TimeLord Michalis...Greek radio producer (since 1995), record reviewer, fanzine editor, concert organizer, record label owner, and analogue devotee—lives in the countryside near the mythical hideouts of Pan. A lifelong collector and music obsessive, he breathes vinyl and remains hopelessly, beautifully addicted to the psychedelic spirit of the 1960s with a mission in a never-ending quest for 60's Psychedelicism in today's world.
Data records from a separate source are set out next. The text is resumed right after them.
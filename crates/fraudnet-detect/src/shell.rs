//! Shell (pass-through) account detection kernel.

use fraudnet_core::{
    domain::Domain,
    kernel::KernelMetadata,
    traits::AnalysisKernel,
    transaction::{AccountId, Transaction},
};
use std::collections::BTreeMap;

/// Default ceiling on total transactions for a shell account.
pub const DEFAULT_MAX_TRANSACTIONS: usize = 3;

/// Shell account detection kernel.
///
/// A shell account both receives and sends, yet touches very few
/// transactions overall: money passes through it rather than resting there.
#[derive(Debug, Clone)]
pub struct ShellAccountDetector {
    metadata: KernelMetadata,
}

impl Default for ShellAccountDetector {
    fn default() -> Self {
        Self::new()
    }
}

impl ShellAccountDetector {
    /// Create a new shell account detection kernel.
    #[must_use]
    pub fn new() -> Self {
        Self {
            metadata: KernelMetadata::batch("detect/shell-account", Domain::PatternDetection)
                .with_description("Low-activity pass-through account detection"),
        }
    }

    /// Return accounts with at least one incoming and one outgoing transfer
    /// and no more than `max_transactions` in total, sorted by id.
    pub fn compute(transactions: &[Transaction], max_transactions: usize) -> Vec<AccountId> {
        // (incoming, outgoing)
        let mut counts: BTreeMap<&str, (usize, usize)> = BTreeMap::new();
        for tx in transactions {
            counts.entry(tx.receiver_id.as_str()).or_default().0 += 1;
            counts.entry(tx.sender_id.as_str()).or_default().1 += 1;
        }

        counts
            .into_iter()
            .filter(|(_, (incoming, outgoing))| {
                *incoming >= 1 && *outgoing >= 1 && incoming + outgoing <= max_transactions
            })
            .map(|(account, _)| account.to_string())
            .collect()
    }
}

impl AnalysisKernel for ShellAccountDetector {
    fn metadata(&self) -> &KernelMetadata {
        &self.metadata
    }
}
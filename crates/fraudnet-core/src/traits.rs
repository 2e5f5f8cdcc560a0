//! Core kernel traits.
//!
//! - `AnalysisKernel`: base trait for every kernel
//! - `BatchKernel`: async request/response boundary for kernels that accept
//!   caller-supplied input

use crate::error::Result;
use crate::kernel::KernelMetadata;
use async_trait::async_trait;
use std::fmt::Debug;

/// Base trait for all analysis kernels.
pub trait AnalysisKernel: Send + Sync + Debug {
    /// Returns the kernel metadata.
    fn metadata(&self) -> &KernelMetadata;

    /// Validate kernel configuration.
    fn validate(&self) -> Result<()> {
        Ok(())
    }

    /// Returns the kernel ID.
    fn id(&self) -> &str {
        &self.metadata().id
    }
}

/// Trait for batch kernels.
///
/// # Type Parameters
///
/// - `I`: Input type
/// - `O`: Output type
#[async_trait]
pub trait BatchKernel<I, O>: AnalysisKernel
where
    I: Send + Sync,
    O: Send + Sync,
{
    /// Execute the kernel with the given input.
    async fn execute(&self, input: I) -> Result<O>;

    /// Validate the input before execution.
    ///
    /// Override to provide custom input validation.
    fn validate_input(&self, _input: &I) -> Result<()> {
        Ok(())
    }
}

#[cfg(test)]
mod tests {
    use super::*;
    use crate::domain::Domain;
    use crate::error::FraudError;

    #[derive(Debug)]
    struct Doubler {
        metadata: KernelMetadata,
    }

    impl AnalysisKernel for Doubler {
        fn metadata(&self) -> &KernelMetadata {
            &self.metadata
        }
    }

    #[async_trait]
    impl BatchKernel<i64, i64> for Doubler {
        async fn execute(&self, input: i64) -> Result<i64> {
            self.validate_input(&input)?;
            Ok(input * 2)
        }

        fn validate_input(&self, input: &i64) -> Result<()> {
            if *input < 0 {
                return Err(FraudError::validation("negative input"));
            }
            Ok(())
        }
    }

    #[tokio::test]
    async fn test_batch_kernel_execute() {
        let kernel = Doubler {
            metadata: KernelMetadata::batch("pipeline/doubler", Domain::Pipeline),
        };

        assert_eq!(kernel.id(), "pipeline/doubler");
        assert_eq!(kernel.execute(21).await.unwrap(), 42);
        assert!(kernel.execute(-1).await.is_err());
    }
}
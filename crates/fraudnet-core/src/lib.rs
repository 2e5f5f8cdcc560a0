//! # fraudnet Core
//!
//! Shared abstractions for the fraudnet analysis kernels.
//!
//! This crate provides:
//! - Transaction and account types
//! - Domain and kernel metadata definitions
//! - The `AnalysisKernel` / `BatchKernel` traits
//! - A kernel registry
//! - Detection configuration and logging setup

#![warn(missing_docs)]
#![warn(clippy::all)]

pub mod config;
pub mod domain;
pub mod error;
pub mod kernel;
pub mod logging;
pub mod registry;
pub mod traits;
pub mod transaction;

/// Prelude module for convenient imports
pub mod prelude {
    pub use crate::config::{DetectionConfig, DetectionConfigBuilder};
    pub use crate::domain::Domain;
    pub use crate::error::{FraudError, Result};
    pub use crate::kernel::KernelMetadata;
    pub use crate::logging::{LogConfig, LogLevel};
    pub use crate::registry::{KernelRegistry, RegistryStats};
    pub use crate::traits::{AnalysisKernel, BatchKernel};
    pub use crate::transaction::{AccountId, Transaction};
}
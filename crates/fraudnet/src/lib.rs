//! # fraudnet
//!
//! Fraud ring detection over batches of financial transactions.
//!
//! A batch is turned into a weighted transaction graph and per-account flow
//! metrics, scanned by graph-structural kernels (cycles, PageRank) and
//! behavioral detectors (fan-in/fan-out smurfing, shell accounts, velocity
//! bursts, amount outliers), and the signals are fused into a ranked list of
//! suspicious accounts plus cycle-based fraud rings.
//!
//! ## Quick Start
//!
//! ```rust,ignore
//! use fraudnet::prelude::*;
//!
//! #[tokio::main]
//! async fn main() -> Result<(), Box<dyn std::error::Error>> {
//!     LogConfig::production()
//!         .with_domain_level(Domain::Scoring, LogLevel::Debug)
//!         .init()?;
//!
//!     let analyzer = FraudAnalyzer::with_config(DetectionConfig::from_env());
//!     let report = analyzer.execute(AnalysisRequest::new(load_batch()?)).await?;
//!
//!     for entry in &report.suspicious_accounts {
//!         println!("{} {:.1} {:?}", entry.account_id, entry.suspicion_score, entry.detected_patterns);
//!     }
//!     Ok(())
//! }
//! ```
//!
//! ## Domain Organization
//!
//! | Domain | Kernels | Crate |
//! |--------|---------|-------|
//! | GraphAnalytics | 4 | `fraudnet-graph` |
//! | PatternDetection | 4 | `fraudnet-detect` |
//! | Scoring | 1 | `fraudnet-scoring` |
//! | Pipeline | 1 | `fraudnet` |

#![warn(missing_docs)]
#![warn(clippy::all)]

pub mod pipeline;
pub mod report;

pub use fraudnet_core as core;
pub use fraudnet_detect as detect;
pub use fraudnet_graph as graph;
pub use fraudnet_scoring as scoring;

pub use pipeline::FraudAnalyzer;
pub use report::{AnalysisReport, AnalysisRequest, AnalysisSummary};

/// Prelude module for convenient imports.
pub mod prelude {
    pub use fraudnet_core::prelude::*;
    pub use fraudnet_scoring::types::{FraudRing, PatternTag, SuspiciousAccount};

    pub use crate::pipeline::FraudAnalyzer;
    pub use crate::report::{AnalysisReport, AnalysisRequest, AnalysisSummary};
}

/// Version information.
pub mod version {
    /// Crate version.
    pub const VERSION: &str = env!("CARGO_PKG_VERSION");
}

/// Kernel catalog providing an overview of all available kernels.
pub mod catalog {
    use fraudnet_core::domain::Domain;

    /// Domain information.
    #[derive(Debug, Clone)]
    pub struct DomainInfo {
        /// Domain enum value.
        pub domain: Domain,
        /// Human-readable name.
        pub name: &'static str,
        /// Description.
        pub description: &'static str,
        /// Number of kernels.
        pub kernel_count: usize,
    }

    /// Get all domain information.
    pub fn domains() -> Vec<DomainInfo> {
        vec![
            DomainInfo {
                domain: Domain::GraphAnalytics,
                name: "Graph Analytics",
                description: "Graph construction, flow metrics, cycle enumeration, PageRank",
                kernel_count: 4,
            },
            DomainInfo {
                domain: Domain::PatternDetection,
                name: "Pattern Detection",
                description: "Fan-in/fan-out smurfing, shell accounts, velocity, amount anomalies",
                kernel_count: 4,
            },
            DomainInfo {
                domain: Domain::Scoring,
                name: "Scoring",
                description: "Fraud ring construction and suspicion score fusion",
                kernel_count: 1,
            },
            DomainInfo {
                domain: Domain::Pipeline,
                name: "Pipeline",
                description: "End-to-end batch analysis",
                kernel_count: 1,
            },
        ]
    }

    /// Get total kernel count across all domains.
    pub fn total_kernel_count() -> usize {
        domains().iter().map(|d| d.kernel_count).sum()
    }
}

/// Register every kernel into a registry.
///
/// # Errors
///
/// Returns an error if any kernel registration fails.
pub fn register_all(
    registry: &fraudnet_core::registry::KernelRegistry,
) -> fraudnet_core::error::Result<()> {
    fraudnet_graph::register_all(registry)?;
    fraudnet_detect::register_all(registry)?;
    fraudnet_scoring::register_all(registry)?;
    registry.register_from(FraudAnalyzer::new)?;
    Ok(())
}
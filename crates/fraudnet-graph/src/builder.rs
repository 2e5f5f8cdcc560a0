//! Transaction graph construction kernel.

use crate::types::TransactionGraph;
use fraudnet_core::{
    domain::Domain, kernel::KernelMetadata, traits::AnalysisKernel, transaction::Transaction,
};

/// Folds a transaction batch into a weighted directed graph.
#[derive(Debug, Clone)]
pub struct GraphBuilder {
    metadata: KernelMetadata,
}

impl Default for GraphBuilder {
    fn default() -> Self {
        Self::new()
    }
}

impl GraphBuilder {
    /// Create a new graph builder kernel.
    #[must_use]
    pub fn new() -> Self {
        Self {
            metadata: KernelMetadata::batch("graph/builder", Domain::GraphAnalytics)
                .with_description("Weighted transaction graph with merged parallel edges"),
        }
    }

    /// Build the graph. Parallel transfers along the same ordered pair are
    /// merged into one edge whose weight is their summed amount.
    pub fn compute(transactions: &[Transaction]) -> TransactionGraph {
        let mut graph = TransactionGraph::new();
        for tx in transactions {
            graph.add_flow(&tx.sender_id, &tx.receiver_id, tx.amount);
        }
        graph
    }
}

impl AnalysisKernel for GraphBuilder {
    fn metadata(&self) -> &KernelMetadata {
        &self.metadata
    }
}
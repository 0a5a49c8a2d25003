// Distributed under The MIT License (MIT)
//
// Copyright (c) 2024 The `image-rs` developers
/// An immutable mapping from an 8-bit index to a red, green and blue byte.
///
/// Tables are how a view turns the values of one channel into displayed color. The index is
/// whatever the display range scaled the sample to, the table never sees raw sample values.
#[derive(Clone, Debug, PartialEq, Eq, Hash)]
pub struct ColorTable {
    components: [[u8; 256]; 3],
}

/// The identity ramp, every index maps to the gray of the same intensity.
pub const GRAYS: ColorTable = ColorTable::ramp([true, true, true]);
/// Black to full red.
pub const RED: ColorTable = ColorTable::ramp([true, false, false]);
/// Black to full green.
pub const GREEN: ColorTable = ColorTable::ramp([false, true, false]);
/// Black to full blue.
pub const BLUE: ColorTable = ColorTable::ramp([false, false, true]);
/// Black to full cyan.
pub const CYAN: ColorTable = ColorTable::ramp([false, true, true]);
/// Black to full magenta.
pub const MAGENTA: ColorTable = ColorTable::ramp([true, false, true]);
/// Black to full yellow.
pub const YELLOW: ColorTable = ColorTable::ramp([true, true, false]);

const PROGRESSION: [&ColorTable; 7] = [&RED, &GREEN, &BLUE, &CYAN, &MAGENTA, &YELLOW, &GRAYS];

/// The table assigned to a channel that has not been given one explicitly.
///
/// Channels cycle through red, green, blue, cyan, magenta, yellow and gray, so neighbouring
/// channels are told apart when overlaid.
pub fn default_color_table(channel: usize) -> ColorTable {
    PROGRESSION[channel % PROGRESSION.len()].clone()
}

impl ColorTable {
    /// The number of entries in every table.
    pub const LEN: usize = 256;

    /// Create a table from its three component arrays.
    pub const fn new(reds: [u8; 256], greens: [u8; 256], blues: [u8; 256]) -> Self {
        ColorTable {
            components: [reds, greens, blues],
        }
    }

    /// Create a table by evaluating a function for each index.
    pub fn from_fn(mut f: impl FnMut(u8) -> [u8; 3]) -> Self {
        let mut components = [[0; 256]; 3];

        for idx in 0..=u8::MAX {
            let [r, g, b] = f(idx);
            components[0][usize::from(idx)] = r;
            components[1][usize::from(idx)] = g;
            components[2][usize::from(idx)] = b;
        }

        ColorTable { components }
    }

    const fn ramp(enabled: [bool; 3]) -> Self {
        let mut components = [[0; 256]; 3];
        let mut idx = 0;

        while idx < 256 {
            let mut c = 0;
            while c < 3 {
                if enabled[c] {
                    components[c][idx] = idx as u8;
                }
                c += 1;
            }
            idx += 1;
        }

        ColorTable { components }
    }

    /// Query one component of an entry.
    ///
    /// # Panics
    ///
    /// When `component` is not one of `0` (red), `1` (green) or `2` (blue).
    pub fn get(&self, component: usize, index: u8) -> u8 {
        self.components[component][usize::from(index)]
    }

    /// The full entry at an index.
    pub fn rgb(&self, index: u8) -> [u8; 3] {
        let idx = usize::from(index);
        [
            self.components[0][idx],
            self.components[1][idx],
            self.components[2][idx],
        ]
    }

    pub fn reds(&self) -> &[u8; 256] {
        &self.components[0]
    }

    pub fn greens(&self) -> &[u8; 256] {
        &self.components[1]
    }

    pub fn blues(&self) -> &[u8; 256] {
        &self.components[2]
    }

    /// Check if every entry is a shade of gray.
    ///
    /// This is the case when red, green and blue agree at every index. The entries need not form
    /// a ramp, an inverted or thresholded gray table also qualifies.
    pub fn is_gray(&self) -> bool {
        let [reds, greens, blues] = &self.components;
        reds.iter()
            .zip(greens.iter())
            .zip(blues.iter())
            .all(|((r, g), b)| r == g && g == b)
    }
}

impl Default for ColorTable {
    fn default() -> Self {
        GRAYS
    }
}
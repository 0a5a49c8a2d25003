// Distributed under The MIT License (MIT)
//
// Copyright (c) 2024 The `image-rs` developers
//! # Dataset
//!
//! A multidimensional image whose dimensions are addressed by name.
//!
//! Image data produced by microscopes and similar instruments rarely stops at two dimensions. A
//! single acquisition may contain several channels, a stack of focal planes and a time series,
//! each stored along its own dimension of one real valued array. Which dimension holds which
//! quantity differs from image to image, so all access goes through an [`Axis`] lookup first.
//! Axes that an image does not have are reported as `None` and behave as if they had a length of
//! one.
//!
//! ## Usage
//!
//! ```
//! use image_dataset::{Axis, Dataset};
//!
//! let mut dataset = Dataset::new(&[(Axis::X, 4), (Axis::Y, 3), (Axis::Channel, 3)])?;
//! let x = dataset.axis_index(Axis::X).unwrap();
//! let c = dataset.axis_index(Axis::Channel).unwrap();
//! assert_eq!(dataset.axis_index(Axis::Time), None);
//!
//! let mut access = dataset.random_access_mut();
//! access.set_position(2, x);
//! access.set_position(1, c);
//! access.set_real(128.0)?;
//! assert_eq!(access.get()?, 128.0);
//! # Ok::<(), Box<dyn std::error::Error>>(())
//! ```
#![deny(unsafe_code)]

mod access;
mod axis;
mod color;
mod dataset;
mod error;

pub use self::access::{RandomAccess, RandomAccessMut};
pub use self::axis::Axis;
pub use self::color::ColorTable;
pub use self::dataset::Dataset;
pub use self::error::{AxisError, IndexError};

/// Predefined color tables.
pub mod tables {
    pub use crate::color::{default_color_table, BLUE, CYAN, GRAYS, GREEN, MAGENTA, RED, YELLOW};
}
// Distributed under The MIT License (MIT)
//
// Copyright (c) 2024 The `image-rs` developers
//! Color pixels between merged datasets and packed legacy planes.
//!
//! A merged dataset stores every legacy channel as three consecutive channels on its channel
//! axis, holding red, green and blue in that order. The legacy side packs the same three values
//! into one `0xAARRGGBB` pixel.
use image_dataset::{Axis, Dataset};

use crate::options::{HarmonizerOptions, OverflowPolicy};
use crate::{DataHarmonizer, HarmonyError, LegacyImage};

const OPAQUE: u32 = 0xff00_0000;

/// Synchronizes the samples of a merged color dataset and a direct color legacy image.
///
/// Both directions expect the two images to agree in geometry, see [`check_geometry`]. No
/// metadata is touched in either direction.
#[derive(Clone, Debug, Default)]
pub struct ColorPixelHarmonizer {
    options: HarmonizerOptions,
}

/// The dimensions of the dataset the harmonizer positions its cursor along.
#[derive(Clone, Copy, Debug)]
struct AxisDims {
    x: Option<usize>,
    y: Option<usize>,
    c: Option<usize>,
    z: Option<usize>,
    t: Option<usize>,
}

impl AxisDims {
    fn of(dataset: &Dataset) -> Self {
        AxisDims {
            x: dataset.axis_index(Axis::X),
            y: dataset.axis_index(Axis::Y),
            c: dataset.axis_index(Axis::Channel),
            z: dataset.axis_index(Axis::Z),
            t: dataset.axis_index(Axis::Time),
        }
    }
}

/// Pack three 8-bit components into an opaque legacy pixel.
pub const fn pack_rgb(r: u8, g: u8, b: u8) -> u32 {
    OPAQUE | ((r as u32) << 16) | ((g as u32) << 8) | b as u32
}

/// Split a legacy pixel into its red, green and blue components, ignoring alpha.
pub const fn unpack_rgb(value: u32) -> [u8; 3] {
    [
        ((value >> 16) & 0xff) as u8,
        ((value >> 8) & 0xff) as u8,
        (value & 0xff) as u8,
    ]
}

/// Narrow a sample to 8 bits the way legacy images do.
///
/// The value is truncated toward zero and only its low eight bits are kept, so values outside of
/// `0..=255` wrap around: `300.0` becomes `44` and `-1.0` becomes `255`. `NaN` becomes `0`.
pub fn narrow_sample(value: f64) -> u8 {
    // `as` truncates toward zero and saturates at the bounds of the integer.
    (value as i32 & 0xff) as u8
}

/// Check that a dataset can hold the pixels of a legacy color image.
///
/// The dataset needs the image's width, height, slice and frame count, and three channels for
/// every legacy channel. Absent axes count as a length of one.
pub fn check_geometry(dataset: &Dataset, image: &LegacyImage) -> Result<(), HarmonyError> {
    let expected = [
        (Axis::X, image.width()),
        (Axis::Y, image.height()),
        (Axis::Channel, 3 * image.n_channels()),
        (Axis::Z, image.n_slices()),
        (Axis::Time, image.n_frames()),
    ];

    for (axis, len) in expected {
        let have = dataset.dimension(axis);
        if have != len {
            return Err(HarmonyError::DimensionMismatch {
                axis,
                dataset: have,
                image: len,
            });
        }
    }

    Ok(())
}

impl ColorPixelHarmonizer {
    pub fn new() -> Self {
        ColorPixelHarmonizer::default()
    }

    pub fn with_options(options: HarmonizerOptions) -> Self {
        ColorPixelHarmonizer { options }
    }

    pub fn options(&self) -> &HarmonizerOptions {
        &self.options
    }

    fn narrow(&self, value: f64, x: usize, y: usize, plane: usize) -> Result<u8, HarmonyError> {
        match self.options.overflow {
            OverflowPolicy::Wrap => Ok(narrow_sample(value)),
            OverflowPolicy::Reject => {
                let truncated = value.trunc();
                if (0.0..=255.0).contains(&truncated) {
                    Ok(truncated as u8)
                } else {
                    Err(HarmonyError::ValueOutOfRange { value, x, y, plane })
                }
            }
        }
    }
}

impl DataHarmonizer for ColorPixelHarmonizer {
    /// Write the color components of every legacy pixel into the dataset.
    ///
    /// Signals [`Dataset::update`] once all planes are written.
    fn update_dataset(
        &self,
        dataset: &mut Dataset,
        image: &LegacyImage,
    ) -> Result<(), HarmonyError> {
        let dims = AxisDims::of(dataset);
        let (width, height) = (image.width(), image.height());
        let sequencer = image.sequencer();
        log::debug!(
            "decoding {} color planes of {}x{} into dataset",
            sequencer.len(),
            width,
            height
        );

        {
            let mut access = dataset.random_access_mut();
            for plane in sequencer.planes() {
                log::trace!(
                    "decoding plane {} (t={}, z={}, c={})",
                    plane.index,
                    plane.t,
                    plane.z,
                    plane.c
                );
                if let Some(dim) = dims.t {
                    access.set_position(plane.t, dim);
                }
                if let Some(dim) = dims.z {
                    access.set_position(plane.z, dim);
                }

                let processor = image.stack().processor(plane.index)?;
                for y in 0..height {
                    if let Some(dim) = dims.y {
                        access.set_position(y, dim);
                    }

                    for x in 0..width {
                        if let Some(dim) = dims.x {
                            access.set_position(x, dim);
                        }

                        let rgb = unpack_rgb(processor.get(x, y)?);
                        for (component, value) in rgb.into_iter().enumerate() {
                            if let Some(dim) = dims.c {
                                access.set_position(3 * plane.c + component, dim);
                            }
                            access.set_real(f64::from(value))?;
                        }
                    }
                }
            }
        }

        dataset.update();
        Ok(())
    }

    /// Pack the color components of the dataset into every legacy pixel.
    ///
    /// Pixels are always fully opaque.
    fn update_legacy_image(
        &self,
        dataset: &Dataset,
        image: &mut LegacyImage,
    ) -> Result<(), HarmonyError> {
        let dims = AxisDims::of(dataset);
        let (width, height) = (image.width(), image.height());
        let sequencer = image.sequencer();
        log::debug!(
            "encoding dataset into {} color planes of {}x{} ({:?} overflow)",
            sequencer.len(),
            width,
            height,
            self.options.overflow
        );

        let mut access = dataset.random_access();
        for plane in sequencer.planes() {
            log::trace!(
                "encoding plane {} (t={}, z={}, c={})",
                plane.index,
                plane.t,
                plane.z,
                plane.c
            );
            if let Some(dim) = dims.t {
                access.set_position(plane.t, dim);
            }
            if let Some(dim) = dims.z {
                access.set_position(plane.z, dim);
            }

            let processor = image.stack_mut().processor_mut(plane.index)?;
            for y in 0..height {
                if let Some(dim) = dims.y {
                    access.set_position(y, dim);
                }

                for x in 0..width {
                    if let Some(dim) = dims.x {
                        access.set_position(x, dim);
                    }

                    let mut rgb = [0u8; 3];
                    for (component, value) in rgb.iter_mut().enumerate() {
                        if let Some(dim) = dims.c {
                            access.set_position(3 * plane.c + component, dim);
                        }
                        *value = self.narrow(access.get()?, x, y, plane.index)?;
                    }

                    let [r, g, b] = rgb;
                    processor.set(x, y, pack_rgb(r, g, b))?;
                }
            }
        }

        Ok(())
    }
}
Five Sisters of the Cosmic Fuzz
Prologue - Introduction…
Back in the late ’60s, when psychedelia was supposedly a boys’ playground, a remarkable number of women were already bending the rules of the underground. All-female outfits like The Ace of Cups, The Daisy Chain, Goldie and the Gingerbreads, The Pleasure Seekers, The Liverbirds, The Feminine Complex, The Bittersweets and The Debutantes carved out their own space in the garage-psych continuum, while powerful frontwomen such as Grace Slick with Jefferson Airplane, Janis Joplin with Big Brother and the Holding Company, Dorothy Moskowitz in The United States of America, Nancy Blakeslee with Fifty Foot Hose, Barbara Hudson with Ultimate Spinach, Barbara Robison of The Peanut Butter Conspiracy, Inga Rumpf with Frumpy, and Pattie Santos of It's a Beautiful Day proved that the psychedelic spirit was never limited by gender. Even within the anarchic UK underground orbit of The Deviants and the countercultural provocations of Mick Farren, women played an essential role in shaping the era’s sonic rebellion.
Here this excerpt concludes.